---
title: "Providing Secure Access to Databases for LLMs and AI-Agents"
description: "Learn about CentralMind a universal MCP-Server for your Databases optimized for LLMs and AI-Agents."
canonicalUrl: "https://zuplo.com/blog/2025/04/30/secure-database-access-for-llms-and-agents"
pageType: "blog"
date: "2025-04-30"
authors: "viktor"
tags: "Model Context Protocol, API Tooling, Tutorial"
image: "https://cdn.zuplo.com/cdn-cgi/image/fit=crop,width=1200,height=630/www/media/posts/2025-04-30-secure-database-access-for-llms-and-agents/image.png"
---
> This article is written by [Victor Kiselev](https://github.com/Gaploid),
> creator of [CentralMind](https://github.com/centralmind/gateway). All opinions
> expressed are their own.
With the rise of AI-Agent and MCP (Model-Context-Protocol) hype this year, many
new services, applications, and companies are building AI agents for various
scenarios and tasks. Developer-AI-Agents, Support-AI-Agents, and even AI agents
for loan approvals are becoming common. However, one major obstacle arises when
integrating these services into your company: **access to up-to-date data**.

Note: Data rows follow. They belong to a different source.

use std::collections::BTreeMap;

use itertools::Itertools;
use serde_json::Value;

use crate::model::{NormalizedJob, RawDate, RawJob};

pub const PROVINCE_KEY: &str = "4";
pub const REGION_KEY: &str = "5";

/// Flatten one raw listing. Total: every input produces exactly one record.
pub fn normalize(raw: RawJob) -> NormalizedJob {
    let (province, region) = match &raw.locations {
        Some(map) => (location_entry(map, PROVINCE_KEY), location_entry(map, REGION_KEY)),
        None => (String::new(), String::new()),
    };

    NormalizedJob {
        date: extract_date(raw.date.as_ref()),
        description: raw
            .description
            .as_deref()
            .map(collapse_whitespace)
            .unwrap_or_default(),
        title: raw.title,
        company: raw.company,
        location: raw.location_name,
        province,
        region,
        language: raw.language,
        featured: raw.featured,
        url: raw.uri,
    }
}

/// Date part of a `YYYY-MM-DD HH:MM:SS` style value: everything before the
/// first space.
pub fn extract_date(raw: Option<&RawDate>) -> String {
    match raw {
        Some(RawDate::Plain(s)) | Some(RawDate::Nested(s)) => {
            s.split(' ').next().unwrap_or_default().to_string()
        }
        Some(RawDate::Unrecognized) | None => String::new(),
    }
}

/// Collapse every whitespace run (newlines and tabs included) to one space.
pub fn collapse_whitespace(text: &str) -> String {
    text.split_whitespace().join(" ")
}

pub fn location_entry(locations: &BTreeMap<String, Value>, key: &str) -> String {
    locations
        .get(key)
        .and_then(Value::as_str)
        .unwrap_or_default()
        .to_string()
}

// ── Tests ──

## Data Access Pain Points
For the past three years, I was the Head of Product responsible for building an
analytical platform based on open-source technologies like ClickHouse, Apache
Kafka, and others. Like many, we started adding AI features to our platform and
immediately faced concerns from users who found it hard to convince their
company to adopt AI features due to security and compliance concerns.
Even AI companies hesitate to use AI services internally due to data-sharing
risks with third-party providers. The main concerns are:
- **Compliance Teams** – Risk of GDPR and PII data leaks to third-party
companies.
- **Legal Teams** – The need to update and revise customer agreements due to
third-party service usage.
- **Security Teams** – Fear that AI chatbots may elevate user permissions and
grant access to restricted data.
- **Data Teams** – Lack of resources or time to provide secure data access for
AI services requested by business departments.

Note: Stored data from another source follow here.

mod fetcher;
mod model;
mod normalize;
mod query;
mod settings;
mod snapshot;

use std::path::PathBuf;
use std::time::Instant;

use anyhow::Context;
use clap::{Parser, Subcommand};
use tracing::{error, info};

use fetcher::{harvest, HttpPageSource};
use model::RunResult;
use settings::Settings;

#[derive(Parser)]
#[command(name = "brainport_jobs", about = "Brainport Eindhoven vacancy downloader")]
struct Cli {
    /// Snapshot file (default: jobs.json)
    #[arg(long, global = true)]
    output: Option<PathBuf>,

    #[command(subcommand)]
    command: Option<Commands>,
}

#[derive(Subcommand)]
enum Commands {
    /// Download every page and write a fresh snapshot (the default)
    Fetch,
    /// Search the saved snapshot by title, company, location or description
    Search {
        query: String,
        /// Max rows to display
        #[arg(short = 'n', long, default_value = "50")]
        limit: usize,
    },
    /// Export the saved snapshot (optionally filtered) to CSV
    Export {
        query: Option<String>,
        /// CSV path (default: brainport_jobs_export_<date>.csv)
        #[arg(short, long)]
        csv: Option<PathBuf>,
    },
}

fn init_tracing() {
    tracing_subscriber::fmt()
        .with_env_filter(
            tracing_subscriber::EnvFilter::try_from_default_env()
                .unwrap_or_else(|_| "info".into()),
        )
        .init();
}

fn main() -> anyhow::Result<()> {
    init_tracing();

    let t0 = Instant::now();
    let cli = Cli::parse();
    let mut settings = Settings::load().context("Invalid BRAINPORT_* settings")?;
    if let Some(output) = cli.output {
        settings.output_path = output;
    }

    let result = match cli.command.unwrap_or(Commands::Fetch) {
        Commands::Fetch => {
            download(&settings);
            Ok(())
        }
        Commands::Search { query, limit } => search(&settings, &query, limit),
        Commands::Export { query, csv } => export(&settings, query.as_deref().unwrap_or(""), csv),
    };

    let elapsed = t0.elapsed();
    if elapsed.as_secs() >= 1 {
        println!("\nDone in {}", format_duration(elapsed));
    }

    result
}

/// Fetch every page, then write whatever was collected. Failures are
/// logged, never returned.
fn download(settings: &Settings) {
    println!("Starting download...");
    info!(endpoint = %settings.endpoint, output = ?settings.output_path, "fetch run");

    let collected = match HttpPageSource::new(settings) {
        Ok(source) => harvest(&source, settings.delay()),
        Err(e) => {
            error!(error = %e, "failed to build HTTP client");
            Default::default()
        }
    };

    let total = collected.jobs.len();
    let doc = RunResult::now(collected.jobs);
    match snapshot::write_snapshot(&settings.output_path, &doc) {
        Ok(()) => {
            println!("\nSuccess! Total jobs saved: {}", total);
            println!("File saved as: {}", settings.output_path.display());
        }
        Err(e) => error!(error = %e, "Error saving file"),
    }
}

fn search(settings: &Settings, query: &str, limit: usize) -> anyhow::Result<()> {
    let doc = snapshot::load_snapshot(&settings.output_path)?;
    let hits = query::filter(&doc.jobs, query);
    if hits.is_empty() {
        println!("No jobs match {:?}.", query);
        return Ok(());
    }

    println!(
        "{:>3} | {:<36} | {:<24} | {:<16} | {:<10}",
        "#", "Title", "Company", "Location", "Date"
    );
    println!("{}", "-".repeat(103));

    for (i, job) in hits.iter().take(limit).enumerate() {
        println!(
            "{:>3} | {:<36} | {:<24} | {:<16} | {:<10}",
            i + 1,
            query::truncate(job.title.as_deref().unwrap_or("-"), 33),
            query::truncate(job.company.as_deref().unwrap_or("-"), 21),
            query::truncate(job.location.as_deref().unwrap_or("-"), 13),
            job.date,
        );
    }

    println!("\n{}", query::summary(hits.len(), doc.jobs.len(), &doc.generated_at));
    Ok(())
}

fn export(settings: &Settings, query: &str, csv: Option<PathBuf>) -> anyhow::Result<()> {
    let doc = snapshot::load_snapshot(&settings.output_path)?;
    let hits = query::filter(&doc.jobs, query);
    if hits.is_empty() {
        println!("Nothing to export.");
        return Ok(());
    }

    let path = csv.unwrap_or_else(|| {
        PathBuf::from(query::default_export_name(chrono::Local::now().date_naive()))
    });
    std::fs::write(&path, query::to_csv(&hits))
        .with_context(|| format!("Failed to write {:?}", path))?;

    println!("Exported {} of {} jobs to {}", hits.len(), doc.jobs.len(), path.display());
    Ok(())
}

fn format_duration(d: std::time::Duration) -> String {
    let secs = d.as_secs();
    if secs < 60 {
        format!("{:.1}s", d.as_secs_f64())
    } else if secs < 3600 {
        format!("{}m {}s", secs / 60, secs % 60)
    } else {
        format!("{}h {}m {}s", secs / 3600, (secs % 3600) / 60, secs % 60)
    }
}

// ── Tests ──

Even if your AI service provides business value, it may still be blocked by
these departments.
## How Companies Are Trying to Solve This Problem
The most obvious approach is to ask the Data team or someone responsible for
data to provide **SQL access** to tables or views in databases. However, this
method often leads to:
- **Networking Security Issues** – The database must be accessible to
third-party or internal AI applications.
- **Role-Based Permissions** – AI applications need to impersonate users or
implement Row-Level Security (RLS).
- **Performance Risks** – Poorly written SQL queries from AI chatbots can
degrade database performance.
Another approach is **exporting subsets of data to object storage** (e.g., S3)
in Parquet or CSV format. This method allows for:
- PII and sensitive data filtering during export.
- Access control via object storage permissions.
However, this approach **fails** when real-time data access is required. For
example:
- A **retail webshop** integrating a customer support chatbot cannot provide
real-time order statuses, refunds, or modifications if data is outdated.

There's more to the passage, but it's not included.